- _Activity_: What you return must match the records exactly, with every line included.
Task input START
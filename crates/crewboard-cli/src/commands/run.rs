//! `crewboard run` — Inspect and prune workflow run records.

use chrono::{DateTime, NaiveDate, Utc};
use serde_json::{json, Value};

use crewboard_core::runs::{RunQuery, RunStatus};
use crewboard_core::state::AppState;

use super::to_json;

/// Filters accepted by `run list`, as raw CLI strings.
#[derive(Debug, Default, Clone)]
pub struct ListArgs {
    pub workflow_id: Option<String>,
    pub status: Option<String>,
    pub since: Option<String>,
    pub until: Option<String>,
    pub limit: Option<usize>,
}

/// With `--workflow` and no other filter, list run filenames newest first;
/// otherwise aggregate full records across the team's workflows.
pub async fn list(state: &AppState, team_id: &str, args: ListArgs) -> Result<Value, String> {
    let plain = args.status.is_none() && args.since.is_none() && args.until.is_none();
    if let (Some(workflow_id), true) = (args.workflow_id.as_deref(), plain) {
        let mut files = state
            .service
            .list_runs(team_id, workflow_id)
            .await
            .map_err(|e| e.to_string())?;
        if let Some(limit) = args.limit {
            files.truncate(limit);
        }
        return Ok(json!({ "teamId": team_id, "workflowId": workflow_id, "files": files }));
    }

    let status = match args.status.as_deref() {
        Some(s) => Some(RunStatus::from_str(s).ok_or_else(|| format!("Unknown run status '{}'", s))?),
        None => None,
    };
    let query = RunQuery {
        workflow_id: args.workflow_id,
        status,
        since: args.since.as_deref().map(|s| parse_bound(s, false)).transpose()?,
        until: args.until.as_deref().map(|s| parse_bound(s, true)).transpose()?,
        limit: args.limit,
    };
    let runs = state
        .service
        .query_runs(team_id, &query)
        .await
        .map_err(|e| e.to_string())?;
    Ok(json!({ "teamId": team_id, "runs": to_json(&runs)? }))
}

pub async fn show(
    state: &AppState,
    team_id: &str,
    workflow_id: &str,
    run_id: &str,
) -> Result<Value, String> {
    let run = state
        .service
        .get_run(team_id, workflow_id, run_id)
        .await
        .map_err(|e| e.to_string())?;
    to_json(&run)
}

pub async fn delete(
    state: &AppState,
    team_id: &str,
    workflow_id: &str,
    run_id: &str,
) -> Result<Value, String> {
    let outcome = state
        .service
        .delete_run(team_id, workflow_id, run_id)
        .await
        .map_err(|e| e.to_string())?;
    Ok(json!({ "ok": true, "existed": outcome.existed, "path": outcome.path }))
}

/// Parse an RFC 3339 timestamp or a bare `YYYY-MM-DD` date. A bare date
/// covers the whole day when used as an upper bound.
fn parse_bound(raw: &str, end_of_day: bool) -> Result<DateTime<Utc>, String> {
    if let Ok(ts) = DateTime::parse_from_rfc3339(raw) {
        return Ok(ts.with_timezone(&Utc));
    }
    let date = NaiveDate::parse_from_str(raw, "%Y-%m-%d")
        .map_err(|e| format!("Invalid date '{}': {}", raw, e))?;
    let time = if end_of_day {
        date.and_hms_opt(23, 59, 59)
    } else {
        date.and_hms_opt(0, 0, 0)
    };
    time.map(|t| t.and_utc())
        .ok_or_else(|| format!("Invalid date '{}'", raw))
}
Task input END
- _Task output_:
filename crates/crewboard-cli/src/commands/run.rs
//! `crewboard run` — Inspect and prune workflow run records.

use chrono::{DateTime, NaiveDate, Utc};
use serde_json::{json, Value};

use crewboard_core::runs::{RunQuery, RunStatus};
use crewboard_core::state::AppState;

use super::to_json;

/// Filters accepted by `run list`, as raw CLI strings.
#[derive(Debug, Default, Clone)]
pub struct ListArgs {
    pub workflow_id: Option<String>,
    pub status: Option<String>,
    pub since: Option<String>,
    pub until: Option<String>,
    pub limit: Option<usize>,
}

/// With `--workflow` and no other filter, list run filenames newest first;
/// otherwise aggregate full records across the team's workflows.
pub async fn list(state: &AppState, team_id: &str, args: ListArgs) -> Result<Value, String> {
    let plain = args.status.is_none() && args.since.is_none() && args.until.is_none();
    if let (Some(workflow_id), true) = (args.workflow_id.as_deref(), plain) {
        let mut files = state
            .service
            .list_runs(team_id, workflow_id)
            .await
            .map_err(|e| e.to_string())?;
        if let Some(limit) = args.limit {
            files.truncate(limit);
        }
        return Ok(json!({ "teamId": team_id, "workflowId": workflow_id, "files": files }));
    }

    let status = match args.status.as_deref() {
        Some(s) => Some(RunStatus::from_str(s).ok_or_else(|| format!("Unknown run status '{}'", s))?),
        None => None,
    };
    let query = RunQuery {
        workflow_id: args.workflow_id,
        status,
        since: args.since.as_deref().map(|s| parse_bound(s, false)).transpose()?,
        until: args.until.as_deref().map(|s| parse_bound(s, true)).transpose()?,
        limit: args.limit,
    };
    let runs = state
        .service
        .query_runs(team_id, &query)
        .await
        .map_err(|e| e.to_string())?;
    Ok(json!({ "teamId": team_id, "runs": to_json(&runs)? }))
}

pub async fn show(
    state: &AppState,
    team_id: &str,
    workflow_id: &str,
    run_id: &str,
) -> Result<Value, String> {
    let run = state
        .service
        .get_run(team_id, workflow_id, run_id)
        .await
        .map_err(|e| e.to_string())?;
    to_json(&run)
}

pub async fn delete(
    state: &AppState,
    team_id: &str,
    workflow_id: &str,
    run_id: &str,
) -> Result<Value, String> {
    let outcome = state
        .service
        .delete_run(team_id, workflow_id, run_id)
        .await
        .map_err(|e| e.to_string())?;
    Ok(json!({ "ok": true, "existed": outcome.existed, "path": outcome.path }))
}

/// Parse an RFC 3339 timestamp or a bare `YYYY-MM-DD` date. A bare date
/// covers the whole day when used as an upper bound.
fn parse_bound(raw: &str, end_of_day: bool) -> Result<DateTime<Utc>, String> {
    if let Ok(ts) = DateTime::parse_from_rfc3339(raw) {
        return Ok(ts.with_timezone(&Utc));
    }
    let date = NaiveDate::parse_from_str(raw, "%Y-%m-%d")
        .map_err(|e| format!("Invalid date '{}': {}", raw, e))?;
    let time = if end_of_day {
        date.and_hms_opt(23, 59, 59)
    } else {
        date.and_hms_opt(0, 0, 0)
    };
    time.map(|t| t.and_utc())
        .ok_or_else(|| format!("Invalid date '{}'", raw))
}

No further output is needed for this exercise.